An official statement from the SCC on Thursday indicated that the changes adopted by the Shura Council do not meet the court’s complete requirements. The legal provisions declared by the SCC to be unconstitutional must still be amended.
According to Article 177 of the new constitution, the SCC’s decisions are enforceable, which means that the unconstitutional provisions must be changed. To assess the importance of the SCC decision, it is necessary to discuss some provisions that were ruled unconstitutional due to their direct impact on the electoral process.
One key SCC ruling is that the distribution of seats in the House of Representatives violates the principle of fair representation according to population. Article 113 of the new constitution calls for the division of electoral districts in an equitable manner based on population. The draft law on the People’s Assembly (now known as the House of Representatives) allocated 498 total seats in the body. Two examples show what a mockery the draft law makes of the principle of equal representation based on population: The draft law allocated 30 seats to the Giza governorate, which has 4.3 million voters and has the second highest number of voters than any governorate. Meanwhile the Dakahlia governorate with just 3.7 million voters received 36 seats. Likewise, the law allocated just 24 seats to Alexandria, the fourth largest governorate with 3.3 million voters, while at the same time giving 30 seats each to Gharbia, Beheira, and Sohag – all governorates with far fewer voters than Alexandria.

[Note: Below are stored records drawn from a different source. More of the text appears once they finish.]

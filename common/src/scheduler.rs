//! Cooperative run-loop for periodic UI tasks.
//!
//! Each task has a tag, a period and the next due time. The platform calls
//! `PageUi::poll` once per [`GRANULE_MS`]; every due task runs to completion
//! and is rescheduled one period later. Nothing preempts a task, so the
//! display and the frame registry are only ever touched by one task at a
//! time.
//!
//! At most one task exists per tag: spawning an existing tag replaces the
//! old task, which never runs again.

use alloc::vec::Vec;
use core::fmt::Write;

use heapless::String;

use crate::config::GRANULE_MS;
use crate::error::UiError;
use crate::frame::FrameId;

/// Maximum task tag length (`oledui.<frame tag>`).
pub const TAG_LEN: usize = 24;

/// Maximum task output length.
pub const OUTPUT_LEN: usize = 32;

/// Task tag prefix shared by all UI tasks.
pub const TAG_PREFIX: &str = "oledui.";

pub type TaskTag = String<TAG_LEN>;

/// Unique id of a spawned task. Never reused, so a replaced task is never
/// confused with its successor.
#[derive(Clone, Copy, PartialEq, Eq, Debug, PartialOrd, Ord)]
#[cfg_attr(feature = "defmt", derive(defmt::Format))]
pub struct TaskId(u32);

/// What a task does when it runs.
#[derive(Clone, Copy, PartialEq, Eq, Debug)]
#[cfg_attr(feature = "defmt", derive(defmt::Format))]
pub enum TaskKind {
    /// Periodic redraw of a registered frame.
    Frame(FrameId),
    /// Idle animation tick.
    ScreenSaver,
}

/// Task management operations exposed through `PageUi::query`.
#[derive(Clone, Copy, PartialEq, Eq, Debug)]
#[cfg_attr(feature = "defmt", derive(defmt::Format))]
pub enum TaskQuery {
    Show,
    IsBusy,
    Kill,
}

/// Answer to a [`TaskQuery`].
#[derive(Clone, PartialEq, Eq, Debug)]
pub enum QueryReply {
    Output(String<OUTPUT_LEN>),
    Busy(bool),
    Killed(bool),
    NotFound,
}

#[derive(Debug)]
struct Task {
    id: TaskId,
    tag: TaskTag,
    kind: TaskKind,
    period_ms: u32,
    next_due_ms: u64,
    runs: u32,
    output: String<OUTPUT_LEN>,
}

/// Build the full task tag for a frame or component tag.
pub fn task_tag(tag: &str) -> Result<TaskTag, UiError> {
    let mut full = TaskTag::new();
    write!(full, "{TAG_PREFIX}{tag}").map_err(|_| UiError::TagTooLong)?;
    Ok(full)
}

/// Clamp a period to at least one granule.
#[inline]
pub fn clamp_period(period_ms: u32) -> u32 { period_ms.max(GRANULE_MS) }

/// Task table.
#[derive(Debug, Default)]
pub struct Scheduler {
    tasks: Vec<Task>,
    next_id: u32,
}

impl Scheduler {
    pub const fn new() -> Self {
        Self {
            tasks: Vec::new(),
            next_id: 0,
        }
    }

    /// Start a task, replacing any task with the same tag. The first run is
    /// due immediately.
    pub fn spawn(
        &mut self,
        tag: &str,
        kind: TaskKind,
        period_ms: u32,
        now_ms: u64,
    ) -> Result<TaskId, UiError> {
        let full = task_tag(tag)?;
        self.tasks.retain(|t| t.tag != full);
        let id = TaskId(self.next_id);
        self.next_id = self.next_id.wrapping_add(1);
        self.tasks.push(Task {
            id,
            tag: full,
            kind,
            period_ms: clamp_period(period_ms),
            next_due_ms: now_ms,
            runs: 0,
            output: String::new(),
        });
        Ok(id)
    }

    /// Stop a task by its full tag. Returns whether one was running.
    pub fn kill(
        &mut self,
        full_tag: &str,
    ) -> bool {
        let before = self.tasks.len();
        self.tasks.retain(|t| t.tag.as_str() != full_tag);
        before != self.tasks.len()
    }

    /// Stop every task of the given kind.
    pub fn kill_kind(
        &mut self,
        kind: TaskKind,
    ) -> bool {
        let before = self.tasks.len();
        self.tasks.retain(|t| t.kind != kind);
        before != self.tasks.len()
    }

    pub fn is_busy(
        &self,
        full_tag: &str,
    ) -> bool {
        self.tasks.iter().any(|t| t.tag.as_str() == full_tag)
    }

    pub fn has_kind(
        &self,
        kind: TaskKind,
    ) -> bool {
        self.tasks.iter().any(|t| t.kind == kind)
    }

    /// Tasks due at `now_ms`, plus tasks for which `expedite` answers true
    /// (fast refresh), in spawn order.
    pub fn due(
        &self,
        now_ms: u64,
        expedite: impl Fn(TaskKind) -> bool,
    ) -> Vec<(TaskId, TaskKind)> {
        self.tasks
            .iter()
            .filter(|t| t.next_due_ms <= now_ms || expedite(t.kind))
            .map(|t| (t.id, t.kind))
            .collect()
    }

    /// True while the task has not been killed or replaced.
    pub fn is_alive(
        &self,
        id: TaskId,
    ) -> bool {
        self.tasks.iter().any(|t| t.id == id)
    }

    /// Record a finished run and schedule the next one a period later.
    pub fn complete(
        &mut self,
        id: TaskId,
        now_ms: u64,
    ) {
        if let Some(task) = self.tasks.iter_mut().find(|t| t.id == id) {
            task.runs = task.runs.wrapping_add(1);
            task.next_due_ms = now_ms + u64::from(task.period_ms);
        }
    }

    /// Replace the output line of a task.
    pub fn set_output(
        &mut self,
        id: TaskId,
        args: core::fmt::Arguments<'_>,
    ) {
        if let Some(task) = self.tasks.iter_mut().find(|t| t.id == id) {
            task.output.clear();
            task.output.write_fmt(args).ok();
        }
    }

    pub fn runs(
        &self,
        full_tag: &str,
    ) -> Option<u32> {
        self.tasks.iter().find(|t| t.tag.as_str() == full_tag).map(|t| t.runs)
    }

    pub fn period_ms(
        &self,
        full_tag: &str,
    ) -> Option<u32> {
        self.tasks.iter().find(|t| t.tag.as_str() == full_tag).map(|t| t.period_ms)
    }

    /// Show / is-busy / kill a task by its full tag.
    pub fn query(
        &mut self,
        full_tag: &str,
        op: TaskQuery,
    ) -> QueryReply {
        match op {
            TaskQuery::Show => self
                .tasks
                .iter()
                .find(|t| t.tag.as_str() == full_tag)
                .map_or(QueryReply::NotFound, |t| QueryReply::Output(t.output.clone())),
            TaskQuery::IsBusy => QueryReply::Busy(self.is_busy(full_tag)),
            TaskQuery::Kill => QueryReply::Killed(self.kill(full_tag)),
        }
    }

    /// Full tags of all running tasks, in spawn order.
    pub fn tags(&self) -> impl Iterator<Item = &str> { self.tasks.iter().map(|t| t.tag.as_str()) }

    #[inline]
    pub fn len(&self) -> usize { self.tasks.len() }

    #[inline]
    pub fn is_empty(&self) -> bool { self.tasks.is_empty() }
}

#[cfg(test)]
mod tests {
    use super::*;

    fn frame(i: usize) -> TaskKind { TaskKind::Frame(FrameId::from_index(i)) }

    #[test]
    fn test_spawn_due_immediately() {
        let mut s = Scheduler::new();
        let id = s.spawn("time", frame(0), 1000, 500).unwrap();
        assert_eq!(s.due(500, |_| false), [(id, frame(0))]);
        s.complete(id, 500);
        assert!(s.due(1499, |_| false).is_empty());
        assert_eq!(s.due(1500, |_| false).len(), 1);
    }

    #[test]
    fn test_spawn_same_tag_replaces() {
        let mut s = Scheduler::new();
        let old = s.spawn("page", frame(0), 900, 0).unwrap();
        let new = s.spawn("page", frame(0), 300, 0).unwrap();
        assert_eq!(s.len(), 1);
        assert!(!s.is_alive(old));
        assert!(s.is_alive(new));
        assert_eq!(s.period_ms("oledui.page"), Some(300));
    }

    #[test]
    fn test_period_clamped_to_granule() {
        let mut s = Scheduler::new();
        s.spawn("fast", frame(0), 5, 0).unwrap();
        assert_eq!(s.period_ms("oledui.fast"), Some(GRANULE_MS));
    }

    #[test]
    fn test_expedite_ignores_due_time() {
        let mut s = Scheduler::new();
        let id = s.spawn("page", frame(1), 900, 0).unwrap();
        s.complete(id, 0);
        assert!(s.due(50, |_| false).is_empty());
        assert_eq!(s.due(50, |k| k == frame(1)).len(), 1);
    }

    #[test]
    fn test_query_ops() {
        let mut s = Scheduler::new();
        let id = s.spawn("anim", TaskKind::ScreenSaver, 100, 0).unwrap();
        s.set_output(id, format_args!("GameOfLife: {}", 7));
        assert_eq!(
            s.query("oledui.anim", TaskQuery::Show),
            QueryReply::Output(String::try_from("GameOfLife: 7").unwrap())
        );
        assert_eq!(s.query("oledui.anim", TaskQuery::IsBusy), QueryReply::Busy(true));
        assert_eq!(s.query("oledui.anim", TaskQuery::Kill), QueryReply::Killed(true));
        assert_eq!(s.query("oledui.anim", TaskQuery::Show), QueryReply::NotFound);
        assert_eq!(s.query("oledui.anim", TaskQuery::Kill), QueryReply::Killed(false));
    }

    #[test]
    fn test_tag_too_long() {
        let mut s = Scheduler::new();
        let err = s.spawn("a-very-long-frame-tag-name", frame(0), 100, 0);
        assert_eq!(err, Err(UiError::TagTooLong));
    }
}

In another important move, the SCC also declared Article 7 of the Political Rights Law draft unconstitutional. This provision tasked Egyptian diplomatic missions and embassy staffs with supervising elections and public referendums held abroad. By way of background, it was agreed upon that public elections would be carried out under direct judicial supervision during all stages of the electoral process, and this principle was enshrined in Article 210 of the new constitution. For this reason the SCC ruled the text of the Exercise of Political Rights law unconstitutional, as it provides for the supervision by diplomatic delegations of elections and public referendums for Egyptians living abroad. This means that the Shura Council must find a way to solve the dilemma of how elections are to be held outside Egypt.
This crisis has two theoretical solutions, but both are impossible. The first is that the judiciary could supervise elections outside of Egypt, which would require judges to travel to over 160 countries in which Egyptians reside, with 585,000 eligible registered voters; it’s clear that this “solution” would be impossible to apply. The second solution, however, is even more impossible, which is to amend the new constitution itself to permit non-judicial supervision over elections outside of Egypt. Once again, this is theoretically impossible because amending the constitution requires the House of Representatives and Shura Council to be seated concurrently. Thus the new constitution cannot be amended, according to its own provisions, without the presence of both houses of parliament. Of course, the House of Representatives is not seated so the constitution cannot be amended. Given all this, there is no solution on the horizon to this great dilemma that has resulted from the legislative muddle Egypt has been living through for the past two years.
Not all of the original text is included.